We put out “Smoke a Little Smoke,” and it was a very unconventional song for country radio. It just changed our career. That record went gold, and up until then it had been doing marginally at best. It really led us into making “Chief,” where I felt a little bit bulletproof. Everybody in town said I was crazy to release a song called “Smoke a Little Smoke” to country radio because of its subject matter. They said it was the biggest mistake of your career and when that worked, I felt pretty emboldened when I went in to make this record. So I made a record that’s pretty fearless across the board, and I think that’s why it sold like it did.
Now that you were just up for a Grammy Award, are you still an industry outsider?
I’m still probably the fringe guy. At the end of last year, “Chief” was on the New York Times, Rolling Stone, Spin magazine and NPR best-of lists. Those are places that normally country music artists don’t really play much. They don’t get on those lists, and I think it’s because our career paths. When you go in to play for 20 bikers in a heavy metal bar that have never listened to the radio, you can’t go in there and play “Sweet Home Alabama.” You better go in there and believe who you are and believe in your music and you better make them believe that you believe. And because we played those places, our fan base is a little wider. So that puts us out a little bit on the outside. I think because of the success we’ve been pulled back in a little bit, but we still lean more towards the fringe.
Speaking of cover songs, are there any in your current set?
I don’t do covers. I think covers are a copout. I don’t need to play somebody else’s song. It drives me crazy.
So do you still carry a grudge against those Eric Church haters out there?
I carry a massive grudge. I carry a grudge the size of the sun on my shoulder.
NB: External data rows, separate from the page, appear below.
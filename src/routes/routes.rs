//! Defines routes for the admin API and public object serving.
//!
//! ## Structure
//! - **Hero images**
//!   - `POST   /api/hero-images/upload` — multipart upload
//!   - `GET    /api/hero-images` — list in carousel order (`?active=true`)
//!
//! - **QR codes**
//!   - `GET    /api/qr-codes` — list, newest first
//!   - `POST   /api/qr-codes` — multipart upload (`file`, `name`)
//!   - `DELETE /api/qr-codes/{id}` — delete one row
//!   - `POST   /api/qr-codes/{id}/activate` — make it the single active row
//!
//! - **Objects**
//!   - `GET|HEAD /objects/{bucket}/{*key}` — public URL target

use crate::{
    handlers::{
        health_handlers::{healthz, readyz},
        hero_image_handlers::{list_hero_images, upload_hero_image},
        object_handlers::{get_object, head_object},
        qr_code_handlers::{activate_qr_code, create_qr_code, delete_qr_code, list_qr_codes},
    },
    state::AppState,
};
use axum::{
    Router,
    extract::DefaultBodyLimit,
    routing::{delete, get, post},
};

/// Build the router. `max_upload_bytes` caps request bodies on upload routes.
pub fn routes(max_upload_bytes: usize) -> Router<AppState> {
    Router::new()
        .route("/healthz", get(healthz))
        .route("/readyz", get(readyz))
        .route("/api/hero-images/upload", post(upload_hero_image))
        .route("/api/hero-images", get(list_hero_images))
        .route("/api/qr-codes", get(list_qr_codes).post(create_qr_code))
        .route("/api/qr-codes/{id}", delete(delete_qr_code))
        .route("/api/qr-codes/{id}/activate", post(activate_qr_code))
        .route("/objects/{bucket}/{*key}", get(get_object).head(head_object))
        .layer(DefaultBodyLimit::max(max_upload_bytes))
}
I have a list of people – it’s about 26 names long – in radio, media and label guys. Those people are the people when I go out there and put on that show ¬– and fans see me beating my chest and doing what I’m doing – that’s who I’m thinking about.
You know Axl Rose took out his grudge in the form of “Get in the Ring,” where he literally mentioned people in the media who he would like to fight. Any thoughts of doing that?
I do know that song, but I’ve learned it’s probably best in life not to emulate Axl.
Ha, Ha. That is a good line. I think I know what he means when talking about radio, media heads, etc. Those radio stations that just wouldn't play the music.
I've written the two local stations in Fort Wayne multiple times about playing newer artists, using Eric Church as an example...someone that was putting out good music but wouldn't get the play. They "play the hits" (basically waiting until it hits the charts before playing it) Well, someone has to play them before they become hits, right?
Sonia Leigh ends her set and says thanks to the radio station, blah, blah... Why? They would never play one of her songs here until someone else plays it. That's what drives me crazy.
"I do know that song, but I’ve learned it’s probably best in life not to emulate Axl."